Promis j'ai pas couché avec Toxi.


----------



## Luc G (20 Septembre 2013)

jp comment il va faire pour modérer : il fait rien que partir dans les pays exotiques et le reste du temps, il flemmasse  sur la côte, la tête à l'ombre et les pieds au soleil. Ça fait pas sérieux pour un modo. Il faut un modo qui vive dans un pays froid et humide et qui soit assez dans la dèche pour ne pas pouvoir partir en vacances, faut être sérieux quand même. En plus, s'il fait modo, il fera moins de photos, je vois pas l'intérêt


----------



## bobbynountchak (21 Septembre 2013)

Bref il faut un pauvre qui vit dans un coin tout pourri...

Le problème c'est que tirhum veut pas.


----------



## aCLR (21 Septembre 2013)

Mais, mais, mais c'est mon portrait tout craché !


----------



## tirhum (21 Septembre 2013)

bobbynountchak a dit:


> Bref il faut un pauvre qui vit dans un coin tout pourri...
> 
> Le problème c'est que tirhum veut pas.


Coucouche panier, sale bête !...


----------



## stephaaanie (21 Septembre 2013)

Je doute que sod ojnes (gros anonymat de la mort) soit le seul à décider du prochain modo de port folio.

D'ailleurs, le dit anonyme, j'apprécierais qu'il vienne prendre part à cette discussion qui, sous couvert de drôlerie et de légèreté, a tout de même la prétention d'apporter une contribution efficace à cette partie du forum. 

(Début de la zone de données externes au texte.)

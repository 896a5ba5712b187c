// ============================================================================
// Basket Domain Model
// Calculation results, tolerance and creation requests
// ============================================================================

use super::errors::{BasketError, BasketResult};
use super::TokenAddress;
use rust_decimal::Decimal;

#[cfg(feature = "serde")]
use serde::{Deserialize, Serialize};

/// Integer units per component plus the shared natural unit.
///
/// `units[i]` is the amount of component `i` (in its smallest denomination)
/// backing one natural unit of the basket. Same order and length as the
/// component list the result was computed for; every entry is at least 1.
#[derive(Debug, Clone, PartialEq, Eq)]
#[cfg_attr(feature = "serde", derive(Serialize, Deserialize))]
pub struct BasketUnitsResult {
    pub units: Vec<u128>,
    pub natural_unit: u128,
}

impl BasketUnitsResult {
    pub fn new(units: Vec<u128>, natural_unit: u128) -> Self {
        Self {
            units,
            natural_unit,
        }
    }

    /// Number of components in the basket.
    #[inline]
    pub fn len(&self) -> usize {
        self.units.len()
    }

    #[inline]
    pub fn is_empty(&self) -> bool {
        self.units.is_empty()
    }
}

/// Maximum relative deviation between the implied and the target basket price.
///
/// Expressed as a percentage (`10` means 10%).
#[derive(Debug, Clone, Copy, PartialEq, Eq, PartialOrd, Ord, Hash)]
#[cfg_attr(feature = "serde", derive(Serialize, Deserialize))]
pub struct PriceErrorTolerance(Decimal);

impl PriceErrorTolerance {
    /// Tolerance used when the caller does not pick one (10%)
    pub const DEFAULT_PERCENT: Decimal = Decimal::TEN;

    /// Create from a percentage.
    ///
    /// # Errors
    /// Returns `NonPositive` for zero or negative percentages.
    pub fn from_percent(percent: Decimal) -> BasketResult<Self> {
        if percent <= Decimal::ZERO {
            return Err(BasketError::NonPositive {
                field: "percent_error",
                index: None,
                value: percent,
            });
        }
        Ok(Self(percent))
    }

    /// The tolerance as a percentage.
    #[inline]
    pub fn percent(self) -> Decimal {
        self.0
    }

    /// The tolerance as a fraction (`percent / 100`).
    #[inline]
    pub fn as_fraction(self) -> Decimal {
        self.0 / Decimal::ONE_HUNDRED
    }
}

impl Default for PriceErrorTolerance {
    fn default() -> Self {
        Self(Self::DEFAULT_PERCENT)
    }
}

/// A `(units, natural_unit)` pair proposed for basket creation.
#[derive(Debug, Clone, PartialEq, Eq)]
#[cfg_attr(feature = "serde", derive(Serialize, Deserialize))]
pub struct BasketCreation {
    pub components: Vec<TokenAddress>,
    pub units: Vec<u128>,
    pub natural_unit: u128,
}

impl BasketCreation {
    pub fn new(components: Vec<TokenAddress>, units: Vec<u128>, natural_unit: u128) -> Self {
        Self {
            components,
            units,
            natural_unit,
        }
    }

    /// Build a creation request from a solver result.
    pub fn from_result(components: Vec<TokenAddress>, result: BasketUnitsResult) -> Self {
        Self::new(components, result.units, result.natural_unit)
    }
}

Les photos qui penchent pas, c'est sérieux. Vraiment.


Je suis assez pour un axe Rouen Nice, avec des p'tits détours par la Bretagne et l'île de France (grosse concession, là ) si nécessaire.

On a pile ce qu'il nous faut : comme jipé a pas trop l'temps, il pourra s'appuyer sur aclr. Quand ces deux-là seront bien trop occupés, pour sûr que jugnin ou ergu prendront le relais.

Et la pauvre qui vit dans un coin tout pourri, elle vous emmerde.


----------



## yvos (21 Septembre 2013)

En même temps, il n'y a rien à faire pour modérer  

Les photos qui penchent pas, j'ai essayé mais c'est dur !


----------



## Romuald (21 Septembre 2013)

yvos a dit:


> En même temps, il n'y a rien à faire pour modérer


Tu te sous-estimes, il y a deux répliques à connaitre (que deux, mais deux quand même) :
1) Cher nioube, merci de lire les règles avant de poster.
2) Chers anciens, merci de rester courtois et constructifs dans vos critiques 

et une chose à maitriser : le maniement de la serpillère


----------



## dool (21 Septembre 2013)

Tu crois vraiment que la voix du peuple comptera ??

Sérieusement. Je ne reviens pas souvent, mais pour ce que j'en lis, surtout en ce moment, on est encore loin d'une démocratie.

C'est une bonne initiative. Je le concède. Et en ayant bien lu et relu et rerelu et rererelu et rerererelu les propos de nichonnountchak, comme on disait d'antan, je plussoie.


----------



## Powerdom (21 Septembre 2013)

décidément, depuis le bannissement exagéré de deux membres il y a quelques temps ça commence vraiment sentir le pâté sur macGé... 


vous êtes plusieurs à me faire remarquer que c'est 4 membres. Mais je voulais surtout souligner que c'était depuis le bannissement de Webo et Bobby que tout à commencé.

bien sur je n'ai pas oublié ergu et jpmiss. 

le scénario se rapproche du trône de fer, vous ne trouvez pas ?


----------



## jugnin (21 Septembre 2013)

yvos a dit:


> En même temps, il n'y a rien à faire pour modérer
> 
> Les photos qui penchent pas, j'ai essayé mais c'est dur !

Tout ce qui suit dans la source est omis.